> What the exercise asks
Count how many lines of the material contain the string "insert", then give that number and nothing more.

> Supplied material
*** Block opens ***

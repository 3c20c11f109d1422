//! Call dispatch: constructor-copy, script function invocation, host
//! function invocation (spec §4.3.3).

use ahash::AHashMap;

use super::Evaluator;
use crate::ast::{Arg, Expr, ExprKind, FunctionDef, Position};
use crate::error::{EvalResult, RuntimeErrorKind, StackFrame, Unwind};
use crate::function::{ArgMap, FunctionValue, Param, ScriptFunction};
use crate::value::Value;

impl Evaluator {
    pub(crate) fn make_script_function(&self, def: &FunctionDef, position: Position) -> Value {
        let params = def
            .params
            .iter()
            .map(|p| Param { name: p.name.clone(), default: p.default.clone() })
            .collect();
        Value::Function(std::sync::Arc::new(FunctionValue::Script(ScriptFunction {
            name: def.name.clone(),
            params,
            body: def.body.clone(),
            closure: self.env.clone(),
            file: self.file.clone(),
            position,
        })))
    }

    pub(crate) fn eval_call(&mut self, callee: &Expr, args: &[Arg], position: Position) -> EvalResult<Value> {
        let (callee_value, receiver) = match &callee.kind {
            ExprKind::Property { target, name } => {
                let recv = self.eval_expr(target)?;
                let value = self.property_get(&recv, name, callee.position)?;
                (value, Some(recv))
            }
            _ => (self.eval_expr(callee)?, None),
        };

        if let Value::Object(_) = &callee_value {
            return self.construct_copy(&callee_value, args, position);
        }

        let (positional, named) = self.eval_args(args)?;
        match &callee_value {
            Value::Function(func) => self.call_function(func.clone(), positional, named, receiver, position),
            other => Err(self.runtime_error(RuntimeErrorKind::NotCallable, format!("{} is not callable", other.type_name()), position)),
        }
    }

    fn eval_args(&mut self, args: &[Arg]) -> EvalResult<(Vec<Value>, AHashMap<String, Value>)> {
        let mut positional = Vec::new();
        let mut named = AHashMap::new();
        for arg in args {
            match arg {
                Arg::Positional(expr) => positional.push(self.eval_expr(expr)?),
                Arg::Named(name, expr) => {
                    let value = self.eval_expr(expr)?;
                    named.insert(name.clone(), value);
                }
            }
        }
        Ok((positional, named))
    }

    /// `SomeObject(field = value, ...)`: shallow-copy the object, then
    /// apply named-argument overrides in order inside a transient scope so
    /// a later override can reference an earlier one by name (spec
    /// §4.3.3 point 2).
    fn construct_copy(&mut self, callee_value: &Value, args: &[Arg], position: Position) -> EvalResult<Value> {
        let Value::Object(obj) = callee_value else { unreachable!() };
        let mut copy = obj.lock().unwrap().clone();
        let transient = self.env.child();
        for arg in args {
            let Arg::Named(name, expr) = arg else {
                return Err(self.runtime_error(
                    RuntimeErrorKind::BadArgument,
                    "constructor copy accepts only named arguments",
                    position,
                ));
            };
            let previous = self.env.clone();
            self.env = transient.clone();
            let value = self.eval_expr(expr);
            self.env = previous;
            let value = value?;
            transient.define(name.clone(), value.clone());
            copy.insert(name.clone(), value);
        }
        Ok(Value::object(copy))
    }

    pub(crate) fn call_function(
        &mut self,
        func: std::sync::Arc<FunctionValue>,
        positional: Vec<Value>,
        named: AHashMap<String, Value>,
        receiver: Option<Value>,
        position: Position,
    ) -> EvalResult<Value> {
        match &*func {
            FunctionValue::Script(script) => self.call_script_function(script, positional, named, receiver, position),
            FunctionValue::Host(host) => {
                let args = ArgMap::new(positional, named);
                let previous = self.call_position;
                self.call_position = position;
                let result = (host.func)(self, &args);
                self.call_position = previous;
                result
            }
        }
    }

    fn call_script_function(
        &mut self,
        script: &ScriptFunction,
        positional: Vec<Value>,
        named: AHashMap<String, Value>,
        receiver: Option<Value>,
        position: Position,
    ) -> EvalResult<Value> {
        self.recursion.enter(&self.file, position).map_err(|e| {
            let mut e = e;
            e.call_stack = self.call_stack.clone();
            Unwind::Error(e.into())
        })?;
        self.call_stack.push(StackFrame {
            function: script.name.clone().unwrap_or_else(|| "<anonymous>".to_string()),
            file: script.file.clone(),
            position,
        });

        // A task's call frames all block assignment walk-up (spec §3.3,
        // §4.6), not just the one the task's closure was entered from, so
        // a helper function it calls stays isolated too.
        let call_env = if self.in_parallel_task { script.closure.child_parallel() } else { script.closure.child() };
        if let Some(recv) = receiver {
            call_env.set_self(recv);
        }
        for (i, param) in script.params.iter().enumerate() {
            let value = if let Some(v) = named.get(&param.name) {
                v.clone()
            } else if let Some(v) = positional.get(i) {
                v.clone()
            } else if let Some(default) = &param.default {
                // Default expressions evaluate in the function's closure
                // scope, not the call site (spec §9 open question, resolved).
                let previous = std::mem::replace(&mut self.env, script.closure.clone());
                let result = self.eval_expr(default);
                self.env = previous;
                result?
            } else {
                Value::Nil
            };
            call_env.mark_param(&param.name);
            call_env.define(param.name.clone(), value);
        }

        let result = match self.exec_block_in(script.body.as_slice(), call_env) {
            Ok(()) => Ok(Value::Nil),
            Err(Unwind::Return(v)) => Ok(v),
            Err(other) => Err(other),
        };

        self.call_stack.pop();
        self.recursion.leave();
        result
    }
}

*** Block closes ***

> Response area
2